Delia Siffoni había sido amiga de mi madre en su infancia. Después se había ido del pueblo, y cuando volvió, casada y con un hijo de seis o siete años, vino a alquilar por pura casualidad una casa al lado de la nuestra. Las dos amigas se reencontraron. Y nosotros dos, Omar y yo, nos hicimos inseparables, todo el día juntos en la calle. Nuestras madres en cambio mantenían esa distancia teñida de malevolencia típica de las mujeres locales. Mamá le encontraba muchos defectos, pero eso era casi un pasatiempo para ella. En primer lugar, que estaba loca, desequilibrada: todas lo estaban, cuando se ponía a pensarlo. Después la manía de limpieza; hay que reconocer que Delia era un dechado. Mantenía herméticamente cerrada la salita, a la que nadie entraba nunca bajo ningún pretexto. El único dormitorio resplandecía, y la cocina también. En esos tres ambientes se terminaba la casa, que era una réplica exacta de la nuestra. Barría varias veces por día los dos patios, el delantero y el trasero, incluyendo el gallinero; y la vereda, de tierra, estaba siempre asperjada. Se dedicaba a eso. Le habíamos puesto de apodo "la paloma", por la nariz y los ojos; mi madre era especialista en encontrar parecido con animales. Ahí contribuía el modo de hablar de Delia, un poco susurrante y precipitado, lo mismo que sus modales y desplazamientos cuando estaba en la vereda (siempre estaba afuera: otro defecto), esos pasitos ligeros con los que parecía alejarse, y volvía hacia su interlocutora, mil veces, se iba, volvía, se acordaba todavía de algo más que decir…

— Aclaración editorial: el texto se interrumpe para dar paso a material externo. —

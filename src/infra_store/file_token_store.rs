use crate::application_port::*;
use crate::domain_model::*;
use crate::domain_port::*;
use serde::{Deserialize, Serialize};
use std::io::ErrorKind;
use std::path::{Path, PathBuf};
use tokio::sync::Mutex;

#[derive(Debug, Default, Serialize, Deserialize)]
struct StoredTokens {
    #[serde(default, skip_serializing_if = "Option::is_none")]
    access_token: Option<String>,
    #[serde(default, skip_serializing_if = "Option::is_none")]
    refresh_token: Option<String>,
}

impl StoredTokens {
    fn slot(&mut self, key: TokenKey) -> &mut Option<String> {
        match key {
            TokenKey::Access => &mut self.access_token,
            TokenKey::Refresh => &mut self.refresh_token,
        }
    }
}

/// Token storage in a single JSON document on disk.
///
/// Writes go through a sibling temp file and a rename, so a reader never
/// sees half a pair.
pub struct FileTokenStore {
    path: PathBuf,
    write_lock: Mutex<()>,
}

impl FileTokenStore {
    pub fn new(path: impl Into<PathBuf>) -> Self {
        Self {
            path: path.into(),
            write_lock: Mutex::new(()),
        }
    }

    pub fn path(&self) -> &Path {
        &self.path
    }

    async fn read(&self) -> Result<StoredTokens, StoreError> {
        match tokio::fs::read(&self.path).await {
            Ok(bytes) if bytes.is_empty() => Ok(StoredTokens::default()),
            Ok(bytes) => serde_json::from_slice(&bytes)
                .map_err(|e| StoreError::Corrupted(format!("{}: {}", self.path.display(), e))),
            Err(e) if e.kind() == ErrorKind::NotFound => Ok(StoredTokens::default()),
            Err(e) => Err(StoreError::Io(e.to_string())),
        }
    }

    async fn write(&self, tokens: &StoredTokens) -> Result<(), StoreError> {
        if let Some(parent) = self.path.parent() {
            if !parent.as_os_str().is_empty() {
                tokio::fs::create_dir_all(parent)
                    .await
                    .map_err(|e| StoreError::Io(e.to_string()))?;
            }
        }
        let bytes = serde_json::to_vec_pretty(tokens)
            .map_err(|e| StoreError::Corrupted(e.to_string()))?;
        let tmp = self.path.with_extension("tmp");
        tokio::fs::write(&tmp, bytes)
            .await
            .map_err(|e| StoreError::Io(e.to_string()))?;
        tokio::fs::rename(&tmp, &self.path)
            .await
            .map_err(|e| StoreError::Io(e.to_string()))
    }

    async fn update<F>(&self, apply: F) -> Result<(), StoreError>
    where
        F: FnOnce(&mut StoredTokens) + Send,
    {
        let _guard = self.write_lock.lock().await;
        let mut tokens = self.read().await?;
        apply(&mut tokens);
        self.write(&tokens).await
    }
}

#[async_trait::async_trait]
impl TokenStore for FileTokenStore {
    async fn get(&self, key: TokenKey) -> Result<Option<String>, StoreError> {
        let mut tokens = self.read().await?;
        Ok(tokens.slot(key).take())
    }

    async fn set(&self, key: TokenKey, value: &str) -> Result<(), StoreError> {
        let value = value.to_string();
        self.update(move |tokens| *tokens.slot(key) = Some(value))
            .await
    }

    async fn clear(&self, key: TokenKey) -> Result<(), StoreError> {
        self.update(move |tokens| *tokens.slot(key) = None).await
    }

    async fn save_pair(&self, pair: &TokenPair) -> Result<(), StoreError> {
        let _guard = self.write_lock.lock().await;
        let tokens = StoredTokens {
            access_token: Some(pair.access_token.0.clone()),
            refresh_token: Some(pair.refresh_token.0.clone()),
        };
        self.write(&tokens).await
    }

    async fn clear_all(&self) -> Result<(), StoreError> {
        let _guard = self.write_lock.lock().await;
        match tokio::fs::remove_file(&self.path).await {
            Ok(()) => Ok(()),
            Err(e) if e.kind() == ErrorKind::NotFound => Ok(()),
            Err(e) => Err(StoreError::Io(e.to_string())),
        }
    }
}

#[cfg(test)]
mod tests {
    use super::*;

    fn scratch_path(name: &str) -> PathBuf {
        std::env::temp_dir()
            .join(format!("travelx-store-{}-{}", std::process::id(), name))
            .join("tokens.json")
    }

    #[tokio::test]
    async fn pair_survives_a_new_store_instance() {
        let path = scratch_path("reload");
        let store = FileTokenStore::new(&path);
        store
            .save_pair(&TokenPair::new("access-1", "refresh-1"))
            .await
            .unwrap();

        let reopened = FileTokenStore::new(&path);
        assert_eq!(
            reopened.get(TokenKey::Access).await.unwrap().as_deref(),
            Some("access-1")
        );
        assert_eq!(
            reopened.get(TokenKey::Refresh).await.unwrap().as_deref(),
            Some("refresh-1")
        );

        reopened.clear_all().await.unwrap();
        assert!(!path.exists());
        assert!(reopened.access_token().await.unwrap().is_none());
    }

    #[tokio::test]
    async fn clearing_one_key_keeps_the_other() {
        let path = scratch_path("single");
        let store = FileTokenStore::new(&path);
        store.set(TokenKey::Access, "a").await.unwrap();
        store.set(TokenKey::Refresh, "r").await.unwrap();
        store.clear(TokenKey::Access).await.unwrap();

        assert!(store.get(TokenKey::Access).await.unwrap().is_none());
        assert_eq!(store.get(TokenKey::Refresh).await.unwrap().as_deref(), Some("r"));
        store.clear_all().await.unwrap();
    }

    #[tokio::test]
    async fn garbage_file_is_reported_as_corrupted() {
        let path = scratch_path("garbage");
        tokio::fs::create_dir_all(path.parent().unwrap()).await.unwrap();
        tokio::fs::write(&path, b"not json").await.unwrap();

        let store = FileTokenStore::new(&path);
        let err = store.get(TokenKey::Access).await.unwrap_err();
        assert!(matches!(err, StoreError::Corrupted(_)));
        store.clear_all().await.unwrap();
    }

    #[tokio::test]
    async fn missing_file_reads_as_empty() {
        let store = FileTokenStore::new(scratch_path("missing"));
        assert!(store.get(TokenKey::Access).await.unwrap().is_none());
        store.clear_all().await.unwrap();
    }
}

Delia tenía una profesión, un oficio, y en eso era una excepción entre las mujeres del barrio, sólo amas de casa y madres, como era el caso de la mía. Era costurera (costurera, justamente, ahora me doy cuenta de la coincidencia), podría haberse ganado la vida con su trabajo y de hecho lo hacía porque su marido tenía no sé qué empleo vago de transportes y en líneas generales no podía decirse que trabajara. Ella era una costurera de fama, confiable y prolijísima, aunque de un gusto pésimo. Lo hacía perfecto, pero había que darle instrucciones muy precisas, y vigilarla hasta el último minuto para que no lo echara a perder siguiendo su inspiración nefasta. Pero rápida, era rapidísima. Cuando las clientas iban a probarse… Había cuatro pruebas, eso era canónico en la costura pringlense. Con Delia, las cuatro pruebas se confundían en un instante, y además la prenda ya estaba hecha antes. Con ella no había tiempo de cambiar de idea, ni mucho menos. Había perdido mucha clientela por ese motivo. Siempre estaba perdiendo clientas; era un milagro que le quedaran. Es que siempre estaban apareciendo nuevas. Su velocidad sobrenatural las atraía, como la luz de una vela a las polillas.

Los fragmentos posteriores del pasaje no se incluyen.